18 Luglio 2018

Voglio la poesia sulla prima pagina dei quotidiani e durante il tiggì. Ma preferiscono rosolarci nell’ignoranza. Intanto, una poesia di Robert Pinsky, grande poeta Usa (noto anche ai Simpson…)

Potrà essere solitaria la mia battaglia, non m’importa, sono abituato a chiamare Shakespeare il pino di fronte a casa e John Keats l’assiolo che mi perfora il cervello ogni singola notte che Iddio tesse a far tacere la brama del giorno, il bramito umano. Ripeto. Voglio la poesia sulle prime pagine dei maggiori quotidiani italiani. Al posto delle vignette insignificanti, sul bordo dell’editoriale imperiale, in un tempo in cui non c’è niente da ridere. Voglio la poesia sulla prima pagina del “Corriere della Sera” e prima della solita solfa del Tiggì della Rai. Perché? Perché il poeta dilata in fatti in esperienze linguistiche, ci fa vedere le cose nella loro innocente violenza, amplifica gli occhi, moltiplica le letture e gli sguardi. Invece. Il regno dell’informazione preferisce appiattirci sul reale terra-terra (ti dico come sono andate le cose e come va il mondo), oppure riderci sopra. In altri paesi non è così. Sul “New Yorker” è pratica comune pubblicare ad ogni numero delle poesie. Questa, che traduco per i miei quattro lettori volenterosi, s’intitola “Repetition”. L’autore, Robert Pinsky, classe 1940, è tra i massimi d’oltreoceano, è stato poeta ‘laureato’ dal 1997 al 2000, insegna alla Boston University, ha pubblicato, nel 1995, una sua versione dell’“Inferno” di Dante – la prima cantica della Commedia – piuttosto acclamata. La sua ultima raccolta in versi s’intitola “All the Foundling Hospital”, ed è edita nel 2016 da Farrar, Straus and Giroux. La notorietà di Pinsky negli Usa è tale che appare anche in una puntata dei “Simpsons”. Ad ogni modo, un profilo biografico di Pinsky lo trovate qui e alcune sue poesie le leggete qui. Ovviamente, l’importanza poetica di Pinsky è inversamente proporzionale all’attenzione che gli offre l’editoria italiana: ricordo di averlo letto in una bella e pionieristica antologia curata da Damiano Abeni e pubblicata per Minimum fax nel 2003, “West of Your Cities”; l’unico libro in circolo è “Un’America”, per Le lettere, era il 2009, troppo tempo fa. Questa poesia, che ironizza sul concetto di ‘originalità’ in poesia ma che è soprattutto un dialogo con i morti, è bella. (d.b.)

*

Ripetizione

Scrittore, disgraziato, combattente – che cosa vuoi?
Voglio ripetermi. Il cuore che annaspa e tonfa
thud-thud. Il clangore del microbo in ogni cellula.

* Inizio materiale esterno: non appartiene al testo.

//! Shared types for claim identities, policies, records, prices and fixed-point values.

pub mod decimal;
pub mod identity;
pub mod policy;
pub mod price;
pub mod records;

pub use decimal::{Wad, WadError};
pub use identity::{parse_wallet, Fid, Identity, IdentityError, IdentityHashScheme};
pub use policy::{ClaimRecord, ClaimStrategy, ClaimWindow, Eligibility, COOLDOWN_SECS};
pub use price::{PriceAsset, PriceQuote, PriceSource};
pub use records::RecordError;
use crate::schema::SchemaService;
use crate::value::serialize_literal;
use crate::AppliedArgument;
use crate::ArgumentDefinition;
use crate::DirectiveDefinition;
use crate::DirectiveUsage;

/// Text used for a declared argument that has neither an explicit value nor
/// a declared default. This is what a JavaScript host prints for
/// `JSON.stringify(undefined)` interpolated into a string.
pub const UNDEFINED_DEFAULT: &str = "undefined";

/// Formats `usage` as `@name(arg: value, ...)`.
///
/// Arguments are listed in the order `definition` declares them. Explicitly
/// supplied values go through [`serialize_literal`]; missing ones fall back
/// to the JSON encoding of the declared default. With no definition, or a
/// definition that declares no arguments, the result is just `@name`.
pub fn format_directive(
    usage: &DirectiveUsage,
    definition: Option<&DirectiveDefinition>,
) -> String {
    let declared = definition
        .map(|def| def.arguments().iter().collect::<Vec<_>>())
        .unwrap_or_default();
    format_declared_arguments(usage, &declared)
}

/// Like [`format_directive`], but lists only the arguments that `schema`
/// reports as allowed for `definition`.
pub fn format_directive_with_schema<S: SchemaService + ?Sized>(
    usage: &DirectiveUsage,
    definition: Option<&DirectiveDefinition>,
    schema: &S,
) -> String {
    let declared = match definition {
        Some(def) => schema.allowed_arguments(def).unwrap_or_else(|err| {
            log::warn!(
                "Formatting `@{}` without arguments: {err}",
                usage.name(),
            );
            vec![]
        }),
        None => vec![],
    };
    format_declared_arguments(usage, &declared)
}

/// The text shown for one declared argument: the explicitly supplied value
/// if `applied` has one with the same name, otherwise the declared default.
pub fn argument_value(
    declared: &ArgumentDefinition,
    applied: &[AppliedArgument],
) -> String {
    match applied.iter().find(|arg| arg.name() == declared.name()) {
        Some(arg) => serialize_literal(arg.value()),
        None => encode_default_value(declared.default_value()),
    }
}

/// JSON-encodes a declared default value.
///
/// This is a different encoding than [`serialize_literal`]: strings are
/// escaped, and lists and objects are written without spaces (`["a","b"]`).
pub fn encode_default_value(default_value: Option<&serde_json::Value>) -> String {
    match default_value {
        Some(value) => value.to_string(),
        None => UNDEFINED_DEFAULT.to_string(),
    }
}

fn format_declared_arguments(
    usage: &DirectiveUsage,
    declared: &[&ArgumentDefinition],
) -> String {
    let mut text = format!("@{}", usage.name());
    if !declared.is_empty() {
        let args = declared.iter()
            .map(|arg_def| format!(
                "{}: {}",
                arg_def.name(),
                argument_value(arg_def, usage.arguments()),
            ))
            .collect::<Vec<_>>()
            .join(", ");
        text.push('(');
        text.push_str(&args);
        text.push(')');
    }
    text.trim().to_string()
}
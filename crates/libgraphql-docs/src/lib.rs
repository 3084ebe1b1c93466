//! Computes the values behind a directive "tag" in GraphQL schema
//! documentation: whether a directive usage is displayed at all, the
//! `@name(arg: value, ...)` text shown in its tooltip, and the link to its
//! reference page.
//!
//! The schema is always passed in explicitly as a [`SchemaService`]. The
//! in-crate implementation is [`DocsSchema`](schema::DocsSchema), built from
//! SDL files with a [`DocsSchemaBuilder`](schema::DocsSchemaBuilder).

pub mod ast;
mod directive_definition;
mod directive_tag;
mod directive_usage;
mod file_reader;
mod formatter;
mod link;
pub mod loc;
pub mod schema;
mod value;
mod visibility;

pub use directive_definition::ArgumentDefinition;
pub use directive_definition::DirectiveDefinition;
pub use directive_tag::DirectiveTag;
pub use directive_tag::DirectiveTagModel;
pub use directive_usage::AppliedArgument;
pub use directive_usage::DirectiveSite;
pub use directive_usage::DirectiveUsage;
pub use file_reader::ReadContentError;
pub use formatter::argument_value;
pub use formatter::encode_default_value;
pub use formatter::format_directive;
pub use formatter::format_directive_with_schema;
pub use formatter::UNDEFINED_DEFAULT;
pub use link::directive_href;
pub use link::directive_reference_path;
pub use link::SlashJoiner;
pub use link::UrlPathJoiner;
pub use schema::SchemaService;
pub use schema::SchemaServiceError;
pub use value::serialize_literal;
pub use value::FloatLiteral;
pub use value::LiteralConversionError;
pub use value::ValueLiteral;
pub use visibility::resolve_definition;
pub use visibility::should_display;

#[cfg(test)]
mod tests;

Voglio pubblicare un libro con lo stesso
poema in ogni pagina. Non mio. Ma mio.
La Lamentazione della Feroce Fornace,

o del Passaggio. Il Coro dei Molti,
la Celebrazione degli Antenati Non di Sangue,
thud-thud. I Pochi. In ogni pagina lo stesso,

e un coro misto in ogni pagina che lotta
per ripetere ancora il diritto di nascita che non
posso rivendicare senza la mia eredità. Ancora

il Coro dei Soldi. L’Esecrazione
del Fuoco. La Donna che Ingannò i Nazisti.
Coro misto in copertina e in ogni pagina.

La profezia dice: gira le spalle all’oceano
e trascina il tuo remo malmesso nell’entroterra,
fino a trovare un popolo che non sa cosa sia

il bizzarro artefatto, nonostante possa ammirarlo
come la reliquia di un antico mormorio, l’oceano –
coro turbolento dei miei morti, tutto ciò che voglio.